//! Key-paths and nested lookup helpers.
//!
//! A [`KeyPath`] names a location inside an attribute mapping, such as
//! `class` or `data.controller`. Paths are built from a sequence of keys or
//! from a single dash-delimited string (`"data-controller"`); the dash form
//! is the only place a `-` carries meaning.
//!
//! [`KeyPath::dig`] looks a value up without touching the mapping, and
//! [`KeyPath::bury`] is its inverse: it writes a value at the path, creating
//! intermediate mappings on the way down.

use std::fmt;

use serde::{Deserialize, Deserializer, de};
use serde_json::{Map, Value};

use crate::{MergeAttributesError, MergeResult};

/// Ordered, non-empty sequence of canonical keys.
#[derive(Clone, Debug, PartialEq, Eq, Hash)]
pub struct KeyPath(Vec<String>);

impl KeyPath {
    /// Build a path from an ordered sequence of keys.
    ///
    /// # Errors
    ///
    /// Returns [`MergeAttributesError::EmptyKeyPath`] when `keys` is empty and
    /// [`MergeAttributesError::EmptyKeySegment`] when any key is empty.
    ///
    /// # Examples
    ///
    /// ```rust
    /// use merge_attributes::KeyPath;
    ///
    /// let path = KeyPath::new(["data", "controller"])?;
    /// assert_eq!(path.keys(), ["data", "controller"]);
    /// # Ok::<_, merge_attributes::MergeAttributesError>(())
    /// ```
    pub fn new<I, K>(keys: I) -> MergeResult<Self>
    where
        I: IntoIterator<Item = K>,
        K: Into<String>,
    {
        let owned: Vec<String> = keys.into_iter().map(Into::into).collect();
        if owned.is_empty() {
            return Err(MergeAttributesError::EmptyKeyPath);
        }
        if owned.iter().any(String::is_empty) {
            return Err(MergeAttributesError::empty_segment(owned.join(".")));
        }
        Ok(Self(owned))
    }

    /// Split a dash-delimited string such as `data-controller` into a path.
    ///
    /// # Errors
    ///
    /// Returns [`MergeAttributesError::EmptyKeyPath`] for an empty string and
    /// [`MergeAttributesError::EmptyKeySegment`] when a dash is leading,
    /// trailing or doubled.
    ///
    /// # Examples
    ///
    /// ```rust
    /// use merge_attributes::KeyPath;
    ///
    /// let dashed = KeyPath::parse("data-controller")?;
    /// assert_eq!(dashed, KeyPath::new(["data", "controller"])?);
    /// assert!(KeyPath::parse("data--controller").is_err());
    /// # Ok::<_, merge_attributes::MergeAttributesError>(())
    /// ```
    pub fn parse(dashed: &str) -> MergeResult<Self> {
        if dashed.is_empty() {
            return Err(MergeAttributesError::EmptyKeyPath);
        }
        if dashed.split('-').any(str::is_empty) {
            return Err(MergeAttributesError::empty_segment(dashed));
        }
        Ok(Self(dashed.split('-').map(str::to_owned).collect()))
    }

    /// Path built from compile-time keys known to be non-empty.
    pub(crate) fn from_static(keys: &[&str]) -> Self {
        Self(keys.iter().map(|key| (*key).to_owned()).collect())
    }

    /// Keys of the path, outermost first.
    #[must_use]
    pub const fn keys(&self) -> &[String] {
        self.0.as_slice()
    }

    /// Returns `true` when `other` lies strictly below this path.
    ///
    /// ```rust
    /// use merge_attributes::KeyPath;
    ///
    /// let data = KeyPath::parse("data")?;
    /// assert!(data.is_ancestor_of(&KeyPath::parse("data-controller")?));
    /// assert!(!data.is_ancestor_of(&data));
    /// # Ok::<_, merge_attributes::MergeAttributesError>(())
    /// ```
    #[must_use]
    pub fn is_ancestor_of(&self, other: &Self) -> bool {
        other.0.len() > self.0.len() && other.0.starts_with(&self.0)
    }

    /// Look up the value at this path, returning `None` when any key is
    /// missing or an intermediate value is not a mapping.
    ///
    /// # Examples
    ///
    /// ```rust
    /// use merge_attributes::KeyPath;
    /// use serde_json::json;
    ///
    /// let attrs = json!({"data": {"controller": "modal"}});
    /// let map = attrs.as_object().expect("object literal");
    /// let path = KeyPath::parse("data-controller")?;
    /// assert_eq!(path.dig(map), Some(&json!("modal")));
    /// assert_eq!(KeyPath::parse("data-action")?.dig(map), None);
    /// # Ok::<_, merge_attributes::MergeAttributesError>(())
    /// ```
    #[must_use]
    pub fn dig<'a>(&self, map: &'a Map<String, Value>) -> Option<&'a Value> {
        let (leaf, parents) = self.0.split_last()?;
        let mut current = map;
        for key in parents {
            current = current.get(key)?.as_object()?;
        }
        current.get(leaf)
    }

    /// Write `value` at this path.
    ///
    /// Missing intermediate keys are created as empty mappings and
    /// intermediate values that are not mappings are replaced by one, so the
    /// leaf is always written.
    ///
    /// # Examples
    ///
    /// ```rust
    /// use merge_attributes::KeyPath;
    /// use serde_json::{Map, json};
    ///
    /// let mut map = Map::new();
    /// KeyPath::parse("data-action")?.bury(&mut map, json!("click->modal#open"));
    /// assert_eq!(json!(map), json!({"data": {"action": "click->modal#open"}}));
    /// # Ok::<_, merge_attributes::MergeAttributesError>(())
    /// ```
    pub fn bury(&self, map: &mut Map<String, Value>, value: Value) {
        let Some((leaf, parents)) = self.0.split_last() else {
            return;
        };
        let mut current = map;
        for key in parents {
            let slot = current
                .entry(key.as_str())
                .or_insert_with(|| Value::Object(Map::new()));
            if !slot.is_object() {
                *slot = Value::Object(Map::new());
            }
            let Value::Object(next) = slot else {
                return;
            };
            current = next;
        }
        current.insert(leaf.clone(), value);
    }
}

impl fmt::Display for KeyPath {
    fn fmt(&self, f: &mut fmt::Formatter<'_>) -> fmt::Result {
        f.write_str(&self.0.join("."))
    }
}

impl TryFrom<&str> for KeyPath {
    type Error = MergeAttributesError;

    fn try_from(dashed: &str) -> MergeResult<Self> {
        Self::parse(dashed)
    }
}

impl TryFrom<String> for KeyPath {
    type Error = MergeAttributesError;

    fn try_from(dashed: String) -> MergeResult<Self> {
        Self::parse(&dashed)
    }
}

impl TryFrom<Vec<String>> for KeyPath {
    type Error = MergeAttributesError;

    fn try_from(keys: Vec<String>) -> MergeResult<Self> {
        Self::new(keys)
    }
}

impl TryFrom<&[&str]> for KeyPath {
    type Error = MergeAttributesError;

    fn try_from(keys: &[&str]) -> MergeResult<Self> {
        Self::new(keys.iter().copied())
    }
}

/// Accepted serialised forms of a key-path.
#[derive(Deserialize)]
#[serde(untagged)]
enum KeyPathRepr {
    Dashed(String),
    Keys(Vec<String>),
}

impl<'de> Deserialize<'de> for KeyPath {
    fn deserialize<D>(deserializer: D) -> Result<Self, D::Error>
    where
        D: Deserializer<'de>,
    {
        let parsed = match KeyPathRepr::deserialize(deserializer)? {
            KeyPathRepr::Dashed(dashed) => Self::parse(&dashed),
            KeyPathRepr::Keys(keys) => Self::new(keys),
        };
        parsed.map_err(<D::Error as de::Error>::custom)
    }
}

What you will do:
Pull out the lines above in which the word "next" appears.

Answer below:
            let Value::Object(next) = slot else {
            current = next;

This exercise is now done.